Why I am getting RuntimeError: generator raised StopIteration? and how to solve it?
Question:
I am making Bigrams of the tokens stored in list docToken.
print(docToken[520])
Output: [‘sleepy’, ‘account’, ‘just’, ‘man’, ‘tired’, ‘twitter’, ‘case’,
‘romney’, ‘candidate’, ‘looks’]
list(nltk.bigrams(docToken[520]))
Output: [(‘sleepy’, ‘account’), (‘account’, ‘just’), (‘just’, ‘man’),
(‘man’, ‘tired’), (‘tired’, ‘twitter’), (‘twitter’, ‘case’),
(‘case’, ‘romney’), (‘romney’, ‘candidate’), (‘candidate’, ‘looks’)]
and when i’m using nltk.bigrams(docToken[i])
in a loop i’m getting following error on the range>=1000:
bigram=[]
for i in range(5000):
ls=list(nltk.bigrams(docToken[i]))
for j in ls:
bigram.append(list(j))
it’s working just fine when the range(500) in the first loop but when the Range is 1000 or more it is giving me following error:
StopIteration Traceback (most recent call last)
~Anaconda3libsite-packagesnltkutil.py in ngrams(sequence, n, pad_left,
pad_right, left_pad_symbol, right_pad_symbol)
467 while n > 1:
--> 468 history.append(next(sequence))
469 n -= 1
StopIteration:
The above exception was the direct cause of the following exception:
RuntimeError Traceback (most recent call last)
<ipython-input-76-8982951528bd> in <module>()
1 bigram=[]
2 for i in range(5000):
----> 3 ls=list(nltk.bigrams(docToken[i]))
4 for j in ls:
5 bigram.append(list(j))
~Anaconda3libsite-packagesnltkutil.py in bigrams(sequence, **kwargs)
489 """
490
--> 491 for item in ngrams(sequence, 2, **kwargs):
492 yield item
493
RuntimeError: generator raised StopIteration
Answers:
I was not able to resolve this error. Not sure why nltk.bigrams(docToken[i])
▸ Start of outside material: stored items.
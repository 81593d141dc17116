use ndarray::ShapeError;
use thiserror::Error;

use crate::{models::Shape, weight_loader::WeightError};

pub type ModelResult<T> = Result<T, ModelError>;

#[derive(Error, Debug)]
pub enum ModelError {
    #[error("Layer {layer} expected input of shape {expected}, got {found}.")]
    ShapeMismatch {
        layer: String,
        expected: Shape,
        found: Shape,
    },
    #[error("Layer {layer} expected {expected} input channels, got {found}.")]
    ChannelMismatch {
        layer: String,
        expected: usize,
        found: usize,
    },
    #[error("Layer {layer} cannot process input of spatial size {height}x{width}.")]
    InputTooSmall {
        layer: String,
        height: usize,
        width: usize,
    },
    #[error("Encoder output {encoder_output} does not fit decoder input {decoder_input}.")]
    CompositionMismatch {
        encoder_output: Shape,
        decoder_input: Shape,
    },
    #[error("Invalid model configuration: {0}")]
    InvalidConfig(String),
    #[error("Could not load weights:\n {0}")]
    Weights(#[from] WeightError),
    #[error("Could not reshape array:\n {0}")]
    Reshape(#[from] ShapeError),
    #[error("Could not read or write model file:\n {0}")]
    Io(#[from] std::io::Error),
    #[error("Model configuration is not valid JSON:\n {0}")]
    ConfigFormat(#[from] serde_json::Error),
}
is generating this but I was able to create bigrams by using the following code.
bigram={}
for i in range(size):
ls=[]
for j in range(len(docToken[i])-1):
for k in range(j,len(docToken[i])-1):
ls.append([docToken[i][j],docToken[i][k+1]])
bigram[i]=ls
I fixed this by upgrading nltk from 3.3 -> 3.4
Do simple:
pip install nltk==3.4
I too faced the same error. One possible reason can be that one of the elements in docToken
is an empty list.
For example, the following code throws the same error when i=2
as the second element is an empty list.
from nltk import bigrams
docToken= [['the', 'wildlings', 'are', 'dead'], [], ['do', 'the', 'dead', 'frighten', 'you', 'ser', 'waymar']]
for i in range(3):
print (i)
print (list(nltk.bigrams(docToken[i])))
Output:
0
[('the', 'wildlings'), ('wildlings', 'are'), ('are', 'dead')]
1
---------------------------------------------------------------------------
StopIteration Traceback (most recent call last)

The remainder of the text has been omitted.